── Exercise inputs

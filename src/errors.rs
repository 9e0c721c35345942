// SPDX-FileCopyrightText: 2026 The undercurrent Contributors
// SPDX-License-Identifier: GPL-3.0-or-later

use std::fmt;
use std::io;

/// A peer broke the wire protocol. Always resolved by closing that peer;
/// never touches torrent-global state.
#[derive(Debug)]
pub enum ProtocolViolation {
    RejectForUnrequestedBlock { piece_index: u32, offset: u32 },
    BlockLengthMismatch { expected: u32, got: u32 },
    UnknownBlockOffset { piece_index: u32, offset: u32 },
    OversizedRequest { length: u32 },
    BadBitfieldLength { expected: usize, got: usize },
    SpareBitsSet,
    UnrequestedMetadataBlock { index: u32 },
    MetadataBlockSizeMismatch { expected: u32, got: u32 },
    MetadataHashMismatch,
    BadMetadataSize { size: i64 },
}

impl fmt::Display for ProtocolViolation {
    fn fmt(&self, f: &mut fmt::Formatter<'_>) -> fmt::Result {
        match self {
            ProtocolViolation::RejectForUnrequestedBlock { piece_index, offset } => {
                write!(f, "reject for block we never requested ({}, {})", piece_index, offset)
            }
            ProtocolViolation::BlockLengthMismatch { expected, got } => {
                write!(f, "block length mismatch: expected {}, got {}", expected, got)
            }
            ProtocolViolation::UnknownBlockOffset { piece_index, offset } => {
                write!(f, "block offset {} is not a block of piece {}", offset, piece_index)
            }
            ProtocolViolation::OversizedRequest { length } => {
                write!(f, "request length {} exceeds allowed maximum", length)
            }
            ProtocolViolation::BadBitfieldLength { expected, got } => {
                write!(f, "bitfield length mismatch: expected {} bytes, got {}", expected, got)
            }
            ProtocolViolation::SpareBitsSet => write!(f, "bitfield has spare bits set"),
            ProtocolViolation::UnrequestedMetadataBlock { index } => {
                write!(f, "metadata block {} was never requested", index)
            }
            ProtocolViolation::MetadataBlockSizeMismatch { expected, got } => {
                write!(f, "metadata block size mismatch: expected {}, got {}", expected, got)
            }
            ProtocolViolation::MetadataHashMismatch => {
                write!(f, "downloaded metadata does not hash to the info-hash")
            }
            ProtocolViolation::BadMetadataSize { size } => {
                write!(f, "peer advertised unusable metadata size {}", size)
            }
        }
    }
}

impl std::error::Error for ProtocolViolation {}

#[derive(Debug)]
pub enum StorageError {
    Io(io::Error),
    OutOfBounds { offset: u64, length: usize },
}

impl fmt::Display for StorageError {
    fn fmt(&self, f: &mut fmt::Formatter<'_>) -> fmt::Result {
        match self {
            StorageError::Io(e) => write!(f, "storage I/O error: {}", e),
            StorageError::OutOfBounds { offset, length } => {
                write!(f, "range {}+{} is outside the torrent data", offset, length)
            }
        }
    }
}

impl std::error::Error for StorageError {}

impl From<io::Error> for StorageError {
    fn from(e: io::Error) -> Self {
        StorageError::Io(e)
    }
}

/// Torrent-fatal failures, surfaced to the caller exactly once on the
/// event channel.
#[derive(Debug)]
pub enum TorrentError {
    AllocationFailed(StorageError),
    VerificationFailed(StorageError),
    WriteFailed(StorageError),
    InvalidTorrent(String),
    TorrentClosed,
}

impl fmt::Display for TorrentError {
    fn fmt(&self, f: &mut fmt::Formatter<'_>) -> fmt::Result {
        match self {
            TorrentError::AllocationFailed(e) => write!(f, "file allocation failed: {}", e),
            TorrentError::VerificationFailed(e) => write!(f, "data verification failed: {}", e),
            TorrentError::WriteFailed(e) => write!(f, "piece write failed: {}", e),
            TorrentError::InvalidTorrent(msg) => write!(f, "invalid torrent: {}", msg),
            TorrentError::TorrentClosed => write!(f, "torrent closed"),
        }
    }
}

impl std::error::Error for TorrentError {}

────

• [Required work]:
How many of the lines in the listing above carry the word "BadBitfieldLength"? Respond with that number alone.

• [Solution]:
2